Just before our bleeding time we feel a plunge in our energy levels. They are at an all time low. What is going on hormonally inside of us is reflected in the darkest night of each month, when the moon is at its thinnest. There is a stillness, energy moves inward. At this time, ideally, we would be able to just go deeply into this truth, into this wisdom of our womb.

Unfortunately, given “modern” society’s rhythms, this is often not possible. We still live in a predominantly goal oriented, linear society.

To tell you the truth, I was one of those women that had no clue where her energy levels were at different times of my cycle. I had a plan and I was sticking to it, and my body was surely not going to slow me down, much less a relationship, love, or anything else. I was goal oriented, linear, and had no clue about emotions, cycles or rhythms.

Even after I left my career and left the United Nations, I didn’t know any better. At one point I was flying to a different country every week the majority of the months of the year. So what happened? My cycle was thrown way off. It had always been like clockwork on the dot 28 days, and now it was irregular. Ironically, this was happening at the time I had started to open to motherhood! How on Earth was I expecting to ever get pregnant this way?!

I had no sense of seasons, because I was flying between countries in different hemispheres with different climates.

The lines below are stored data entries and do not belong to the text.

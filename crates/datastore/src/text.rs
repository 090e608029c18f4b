//! JSON-like text rendering.
//!
//! Output is JSON except for non-finite floats, which render as `NaN`,
//! `Infinity` and `-Infinity`. Deleted-entry markers render as `null`, as do
//! file paths without a directory.

use std::fmt::Write;

use crate::document::Document;
use crate::error::{Error, Result};
use crate::node::Node;
use crate::value::Value;

/// Formatting switches for [`Document::to_text`].
#[derive(Debug, Clone, Copy, PartialEq, Eq, Default)]
pub struct PrintOptions {
    /// Put each table entry on its own line, indented with tabs.
    pub multiline: bool,
    /// Write table entries in byte order of their keys instead of slot
    /// order.
    pub sort_keys: bool,
}

impl PrintOptions {
    #[must_use]
    pub fn multiline() -> Self {
        PrintOptions {
            multiline: true,
            ..PrintOptions::default()
        }
    }

    #[must_use]
    pub fn sorted(self) -> Self {
        PrintOptions {
            sort_keys: true,
            ..self
        }
    }
}

fn write_float(out: &mut String, f: f32) {
    if f.is_nan() {
        out.push_str("NaN");
    } else if f.is_infinite() {
        out.push_str(if f < 0.0 { "-Infinity" } else { "Infinity" });
    } else {
        let _ = write!(out, "{f}");
    }
}

fn write_quoted(out: &mut String, s: &str) -> Result<()> {
    let quoted = serde_json::to_string(s).map_err(|e| Error::JsonSerialize(e.to_string()))?;
    out.push_str(&quoted);
    Ok(())
}

fn newline(out: &mut String, depth: usize) {
    out.push('\n');
    out.extend(std::iter::repeat_n('\t', depth));
}

impl Document {
    /// Render `node` and everything below it.
    pub fn to_text(&self, node: Node, options: PrintOptions) -> Result<String> {
        self.check_subtree(node)?;
        let mut out = String::new();
        self.write_text(&mut out, node, options, 0)?;
        Ok(out)
    }

    fn write_text(&self, out: &mut String, node: Node, options: PrintOptions, depth: usize) -> Result<()> {
        let value = self.value(node)?;
        if let Some(n) = value.as_integer() {
            let _ = write!(out, "{n}");
            return Ok(());
        }
        match value {
            Value::Null | Value::SpecialErase => out.push_str("null"),
            Value::Bool(b) => out.push_str(if b { "true" } else { "false" }),
            Value::Float32(f) => write_float(out, f),
            Value::String(s) => write_quoted(out, s)?,
            Value::FilePath(path) if path.is_valid() => write_quoted(out, &path.to_url())?,
            Value::FilePath(_) => out.push_str("null"),
            Value::Array(array) => {
                out.push('[');
                for (i, child) in self.array_iter(array)?.enumerate() {
                    if i > 0 {
                        out.push_str(if options.multiline { ", " } else { "," });
                    }
                    self.write_text(out, child, options, depth)?;
                }
                out.push(']');
            }
            Value::Table(table) => {
                let mut entries: Vec<(&str, Node)> = self.table_iter(table)?.collect();
                if options.sort_keys {
                    entries.sort_unstable_by(|a, b| a.0.as_bytes().cmp(b.0.as_bytes()));
                }
                out.push('{');
                for (i, (key, child)) in entries.iter().enumerate() {
                    if i > 0 {
                        out.push(',');
                    }
                    if options.multiline {
                        newline(out, depth + 1);
                    }
                    write_quoted(out, key)?;
                    out.push(':');
                    self.write_text(out, *child, options, depth + 1)?;
                }
                if options.multiline && !entries.is_empty() {
                    newline(out, depth);
                }
                out.push('}');
            }
            // integers were written above
            Value::Int32(_) | Value::UInt32(_) | Value::Int64(_) | Value::UInt64(_) => {}
        }
        Ok(())
    }
}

I was way out of touch with the rhythms of life and the rhythms of nature, including and primarily, my own! My body was screaming at me to stop, slow down, feel it, hear it, pay attention. It took some time, but I FINALLY did! I dropped it all. I realized the way I was living was not healthy even if it was for a good cause.

When I look back now I can’t believe I lived like that. I don’t know how I managed. Now, as I enter the menstruating time of my cycle, I feel that dip in my energy so strongly. It is as if someone unplugs me from the electric socket! It’s so tangible! Sometimes I cannot think or write, I cannot focus. Sometimes I don’t want to engage in conversation, I don’t want to go anywhere, I just want to be.

And this is our body’s invitation to go very deep within. This time in our cycle is related to the winter season, to the Wise Woman Archetype, to the Crone stage in our lives. It is a time when we are more receptive and sensitive, and deeply inwards. We may be able to connect to the spirit world more easily. there may be messages in dreams or channeling may come through us. At this stage in our lives we have greater access to our innate wisdom. Having gone through the ups and downs and adventures of womanhood, we connect more to our Soul and to Spirit.

And just like this, every phase of our cycle has its beauty, its magic, its profound gifts for us. The Maiden, the Enchantress, the Great Mother, the Warrior, the Wise Woman. These are the main Feminine Archetypes. They are reflected in our womb cycle, all of them, every month! They are also reflected in our life’s cycle. But why wait to get there in age, or lament that that life stage has already passed? Learn to access this energy, clean it, bring it into balance, refine it, harness it, every month!

Rhythms of life, like us, are cyclical, each spiral an opportunity to go deeper, a portal! This journey is marked in our wombs as women, from the first bleed. What does it mean to be a woman? What does it mean to have a womb? What have you discovered? What have you embraced? What remains to be included, loved, made conscious?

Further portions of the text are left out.